La Francia minaccia di tagliare l’elettricità all’isola britannica nella controversia sulla pesca post-Brexit



“Come sapete, l’accordo prevede misure di ritorsione e siamo pronti a usarle”, ha detto Girardin al parlamento francese.

Girardin ha anche affermato che il governo del Jersey – che il 30 aprile ha rilasciato 41 permessi di pesca alle navi francesi – aveva posto restrizioni “unilaterali” ai pescherecci da traino.

“Per quanto riguarda Jersey, ti ricorderò, ad esempio, il trasporto dell’elettricità tramite cavo sottomarino”, ha aggiunto. “Abbiamo i mezzi a nostra disposizione.
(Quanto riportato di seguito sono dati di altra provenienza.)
/// Build an absolute URL from a base URL and a path
pub fn absolute_url(base_url: &str, path: &str) -> String {
    if path.starts_with("http://") || path.starts_with("https://") {
        return path.to_string();
    }
    let mut base = base_url.to_string();
    if !path.starts_with('/') {
        base.push('/');
        base.push_str(path);
        return base;
    }
    let trimmed = path.trim_start_matches('/');
    if trimmed.is_empty() {
        return base;
    }
    format!("{}/{}", base, trimmed)
}

#[cfg(test)]
mod tests {
    use super::*;

    #[test]
    fn joins_paths_onto_base() {
        assert_eq!(absolute_url("https://cms.example", "/en/about/"), "https://cms.example/en/about/");
        assert_eq!(absolute_url("https://cms.example", "/"), "https://cms.example");
        assert_eq!(absolute_url("https://cms.example", "https://other/x"), "https://other/x");
    }
}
E anche se sarebbe triste arrivare a quel punto, ci arriveremo se necessario.”

L’isola autonoma di Jersey è una delle Isole del Canale, situata a sole 14 miglia dalla costa francese. Sebbene non facciano tecnicamente parte del Regno Unito, le isole sono dipendenze della corona, difese e rappresentate a livello internazionale dal governo del Regno Unito.

Jersey Electricity, il principale fornitore di elettricità dell’isola, afferma che oltre il 95% dell’elettricità acquistata dall’isola proviene dalla Francia e viene trasportata tramite cavi sottomarini.

In una dichiarazione, il ministro delle Relazioni esterne di Jersey, il senatore Ian Gorst, ha detto che l’isola era stata informata dalla Francia e dall’Unione Europea “di non essere soddisfatte delle condizioni poste sulle licenze di pesca e sulla pesca in generale”.

“Tali reclami vengono presi molto sul serio e il governo risponderà in modo completo”, ha detto Gorst. “Tuttavia, il governo del Jersey ha agito su consulenza legale, in buona fede e nel rispetto dei principi scientifici e non discriminatori in ogni fase di questi procedimenti”.

Ha aggiunto che Jersey si è rammaricato della recente decisione delle autorità locali francesi nella vicina Normandia di chiudere la loro rappresentanza sull’isola, dicendo che era basata su un “malinteso che può essere risolto”.

“Vogliamo risanare il rapporto il prima possibile, e speriamo che le (autorità della Normandia) coglieranno l’occasione per invertire la decisione”, ha detto Gorst.

Il 24 dicembre il Regno Unito e l’UE hanno raggiunto un accordo commerciale post-Brexit, entrato in vigore il 1 ° gennaio quando la Gran Bretagna ha lasciato il mercato unico e l’unione doganale dell’UE.

Il battibecco Jersey fa parte di un crescente controversia tra l’UE e il Regno Unito sui diritti di pesca, con le barche di entrambe le parti che affrontano ostacoli amministrativi e vengono respinte per scartoffie.

“È importante che condanniamo subito questa mossa, l’ho fatto con la Commissione (europea), condannando la violazione dell’accordo Brexit”, ha detto Girardin, avvertendo che la mossa del Jersey “costituirebbe un pericoloso precedente per l’accesso altrove”.

La minaccia di Girardin ricorda il blocco dell’ex presidente francese Charles de Gaulle contro il Principato di Monaco nell’ottobre 1962 come parte di una disputa sulla tassazione.

Secondo gli archivi dell’Assemblea francese, la mossa ha avuto un “impatto psicologico” sulla popolazione locale che temeva che l’acqua, il gas e l’elettricità forniti dalla Francia sarebbero stati tagliati. Il blocco è durato solo poche ore.